• Work task: The answer must consist of every line below that holds the word "unwrap".

(Saved entries)
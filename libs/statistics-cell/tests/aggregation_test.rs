use std::sync::Arc;

use axum::http::StatusCode;
use tower::ServiceExt;

use appointment_cell::models::BookingForm;
use appointment_cell::services::{AppointmentBookingService, AppointmentLifecycleService};
use review_cell::models::{RatingInput, ReviewForm};
use review_cell::services::ReviewService;
use shared_models::AppointmentId;
use shared_utils::test_utils::{get_request, read_json, test_state};
use shared_utils::AppState;
use statistics_cell::router::{rating_routes, statistics_routes};

async fn book(state: &Arc<AppState>, name: &str, doctor: &str) -> AppointmentId {
    let form = BookingForm {
        name: name.to_string(),
        phone: "03001234567".to_string(),
        time: "10-11".to_string(),
        doctor: doctor.to_string(),
        notes: None,
    };
    AppointmentBookingService::new(state.store.clone(), state.directory.clone())
        .book(&form)
        .await
        .unwrap()
        .appointment_id
}

async fn review(state: &Arc<AppState>, doctor: &str, rating: i64) {
    let form = ReviewForm {
        doctor: doctor.to_string(),
        reviewer: "Visitor".to_string(),
        rating: Some(RatingInput::Whole(rating)),
        comment: None,
    };
    ReviewService::new(state.store.clone(), state.directory.clone())
        .submit(&form)
        .await
        .unwrap();
}

#[tokio::test]
async fn test_ratings_are_ranked_by_mean() {
    let state = test_state();
    for rating in [3, 4, 5] {
        review(&state, "ahsan-khan", rating).await;
    }
    review(&state, "sara-malik", 5).await;

    let response = rating_routes(state).oneshot(get_request("/")).await.unwrap();

    assert_eq!(response.status(), StatusCode::OK);
    let body = read_json(response).await;
    assert_eq!(body["total"], 2);
    assert_eq!(body["ratings"][0]["doctor_id"], "sara-malik");
    assert_eq!(body["ratings"][1]["average_rating"], 4.0);
    assert_eq!(body["ratings"][1]["review_count"], 3);
}

#[tokio::test]
async fn test_single_doctor_rating_lookup() {
    let state = test_state();
    review(&state, "hamza-raza", 2).await;

    let app = rating_routes(state);

    let body = read_json(
        app.clone()
            .oneshot(get_request("/hamza-raza"))
            .await
            .unwrap(),
    )
    .await;
    assert_eq!(body["average_rating"], 2.0);

    let response = app.clone().oneshot(get_request("/zainab-ali")).await.unwrap();
    assert_eq!(response.status(), StatusCode::NOT_FOUND);

    let response = app.oneshot(get_request("/nobody")).await.unwrap();
    assert_eq!(response.status(), StatusCode::NOT_FOUND);
}

#[tokio::test]
async fn test_statistics_count_cancelled_but_not_deleted() {
    let state = test_state();
    let lifecycle = AppointmentLifecycleService::new(state.store.clone());
    book(&state, "Ali", "ahsan-khan").await;
    let cancelled = book(&state, "Sana", "ahsan-khan").await;
    let deleted = book(&state, "Omar", "sara-malik").await;
    lifecycle.cancel(cancelled).await.unwrap();
    lifecycle.delete(deleted).await.unwrap();

    let response = statistics_routes(state).oneshot(get_request("/")).await.unwrap();

    assert_eq!(response.status(), StatusCode::OK);
    let body = read_json(response).await;
    assert_eq!(body["total_appointments"], 2);
    assert_eq!(body["active_appointments"], 1);
    assert_eq!(body["cancelled_appointments"], 1);
    assert_eq!(body["total_patients"], 3);
    assert_eq!(body["per_doctor"].as_array().unwrap().len(), 1);
    assert_eq!(body["per_doctor"][0]["doctor_name"], "Dr. Ahsan Khan");
}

• Solution to this exercise:
        .unwrap()
        .unwrap();
    let response = rating_routes(state).oneshot(get_request("/")).await.unwrap();
            .unwrap(),
    let response = app.clone().oneshot(get_request("/zainab-ali")).await.unwrap();
    let response = app.oneshot(get_request("/nobody")).await.unwrap();
    lifecycle.cancel(cancelled).await.unwrap();
    lifecycle.delete(deleted).await.unwrap();
    let response = statistics_routes(state).oneshot(get_request("/")).await.unwrap();
    assert_eq!(body["per_doctor"].as_array().unwrap().len(), 1);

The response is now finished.